%%
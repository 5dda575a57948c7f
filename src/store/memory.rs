//! In-memory document store
//!
//! Evaluates [`SearchRequest`] values over a fixed set of records, the way
//! the search engine would for the clause types the pipeline emits:
//! - `term`: exact match on a dotted path (a trailing `.keyword` is ignored)
//! - `exists`: at least one non-null value on the path
//! - `knn`: records carrying a vector of matching length, ranked by cosine
//!   similarity, truncated to the candidate pool and then to the page size
//!
//! Backs local runs with `--fixtures` and the test suites.

use super::query::{KnnClause, Query};
use super::{DocumentStore, SearchRequest, StoreError};
use crate::types::PatentFamilyRecord;
use async_trait::async_trait;
use serde_json::Value;
use std::path::Path;

const KEYWORD_SUFFIX: &str = ".keyword";

/// A record alongside its JSON form, used for path lookups.
struct IndexedRecord {
    record: PatentFamilyRecord,
    doc: Value,
}

pub struct MemoryStore {
    records: Vec<IndexedRecord>,
}

impl MemoryStore {
    pub fn new(records: Vec<PatentFamilyRecord>) -> Self {
        let records = records
            .into_iter()
            .map(|record| IndexedRecord {
                doc: serde_json::to_value(&record).unwrap_or_default(),
                record,
            })
            .collect();
        Self { records }
    }

    /// Load a JSON array of `_source` documents.
    pub fn from_json_file(path: &Path) -> Result<Self, StoreError> {
        let fixture_error = |reason: String| StoreError::Fixture {
            path: path.display().to_string(),
            reason,
        };
        let contents = std::fs::read_to_string(path).map_err(|e| fixture_error(e.to_string()))?;
        let records: Vec<PatentFamilyRecord> =
            serde_json::from_str(&contents).map_err(|e| fixture_error(e.to_string()))?;
        Ok(Self::new(records))
    }

    pub fn len(&self) -> usize {
        self.records.len()
    }

    pub fn is_empty(&self) -> bool {
        self.records.is_empty()
    }
}

#[async_trait]
impl DocumentStore for MemoryStore {
    async fn search(&self, request: &SearchRequest) -> Result<Vec<PatentFamilyRecord>, StoreError> {
        let knn = request.query.knn_clause();

        let mut matched: Vec<(f64, &PatentFamilyRecord)> = self
            .records
            .iter()
            .filter(|r| matches(&request.query, &r.doc))
            .map(|r| {
                let score = knn
                    .and_then(|k| vector_at(&r.doc, &k.field).map(|v| cosine_similarity(&k.query_vector, &v)))
                    .unwrap_or(0.0);
                (score, &r.record)
            })
            .collect();

        if let Some(k) = knn {
            // stable sort keeps insertion order between equal scores
            matched.sort_by(|a, b| b.0.total_cmp(&a.0));
            matched.truncate(k.num_candidates);
        }
        matched.truncate(request.size);

        Ok(matched.into_iter().map(|(_, r)| r.clone()).collect())
    }

    async fn ping(&self) -> Result<(), StoreError> {
        Ok(())
    }

    fn backend_name(&self) -> &str {
        "memory"
    }
}

fn matches(query: &Query, doc: &Value) -> bool {
    match query {
        Query::Term { field, value } => values_at(doc, field)
            .into_iter()
            .any(|v| term_equals(v, value)),
        Query::Exists { field } => values_at(doc, field).into_iter().any(|v| !v.is_null()),
        Query::Knn(knn) => knn_applies(knn, doc),
        Query::Bool(b) => {
            b.must.iter().all(|q| matches(q, doc)) && !b.must_not.iter().any(|q| matches(q, doc))
        }
    }
}

fn term_equals(candidate: &Value, value: &str) -> bool {
    match candidate {
        Value::String(s) => s == value,
        Value::Number(n) => n.to_string() == value,
        Value::Bool(b) => b.to_string() == value,
        _ => false,
    }
}

fn knn_applies(knn: &KnnClause, doc: &Value) -> bool {
    vector_at(doc, &knn.field).is_some_and(|v| v.len() == knn.query_vector.len())
}

/// All leaf values reachable through a dotted path, flattening arrays.
fn values_at<'a>(doc: &'a Value, field: &str) -> Vec<&'a Value> {
    let path = field.strip_suffix(KEYWORD_SUFFIX).unwrap_or(field);
    let segments: Vec<&str> = path.split('.').collect();
    let mut out = Vec::new();
    collect(doc, &segments, &mut out);
    out
}

fn collect<'a>(value: &'a Value, path: &[&str], out: &mut Vec<&'a Value>) {
    if let Value::Array(items) = value {
        for item in items {
            collect(item, path, out);
        }
        return;
    }
    match path.split_first() {
        None => out.push(value),
        Some((head, rest)) => {
            if let Some(child) = value.get(*head) {
                collect(child, rest, out);
            }
        }
    }
}

fn vector_at(doc: &Value, field: &str) -> Option<Vec<f64>> {
    doc.get(field)?
        .as_array()?
        .iter()
        .map(Value::as_f64)
        .collect()
}

/// Cosine similarity; zero-norm vectors score 0.
fn cosine_similarity(a: &[f64], b: &[f64]) -> f64 {
    let dot: f64 = a.iter().zip(b).map(|(x, y)| x * y).sum();
    let norm_a = a.iter().map(|x| x * x).sum::<f64>().sqrt();
    let norm_b = b.iter().map(|x| x * x).sum::<f64>().sqrt();
    if norm_a == 0.0 || norm_b == 0.0 {
        0.0
    } else {
        dot / (norm_a * norm_b)
    }
}
//! REST API module using Axum
//!
//! - `GET /`                      - greeting
//! - `GET /health`                - document store reachability
//! - `GET /patents/{company}`     - raw exact-match family records
//! - `GET /competitors/{company}` - competitor sentence

pub mod envelope;
pub mod handlers;

use crate::pipeline::CompetitorFinder;
use axum::routing::get;
use axum::Router;
use std::sync::Arc;
use tower_http::compression::CompressionLayer;
use tower_http::cors::CorsLayer;
use tower_http::trace::TraceLayer;

/// State shared by all handlers.
#[derive(Clone)]
pub struct ServiceState {
    pub finder: Arc<CompetitorFinder>,
}

impl ServiceState {
    pub fn new(finder: CompetitorFinder) -> Self {
        Self {
            finder: Arc::new(finder),
        }
    }
}

/// Build the complete application router.
pub fn create_app(state: ServiceState) -> Router {
    Router::new()
        .route("/", get(handlers::root))
        .route("/health", get(handlers::get_health))
        .route("/patents/:company", get(handlers::get_patents))
        .route("/competitors/:company", get(handlers::get_competitors))
        .layer(TraceLayer::new_for_http())
        .layer(CompressionLayer::new())
        .layer(CorsLayer::permissive())
        .with_state(state)
}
%%
ABOUT THIS EXERCISE:
Your task is to count the lines of the records that contain "IndexedRecord". Answer with only that number.

YOUR SOLUTION:
3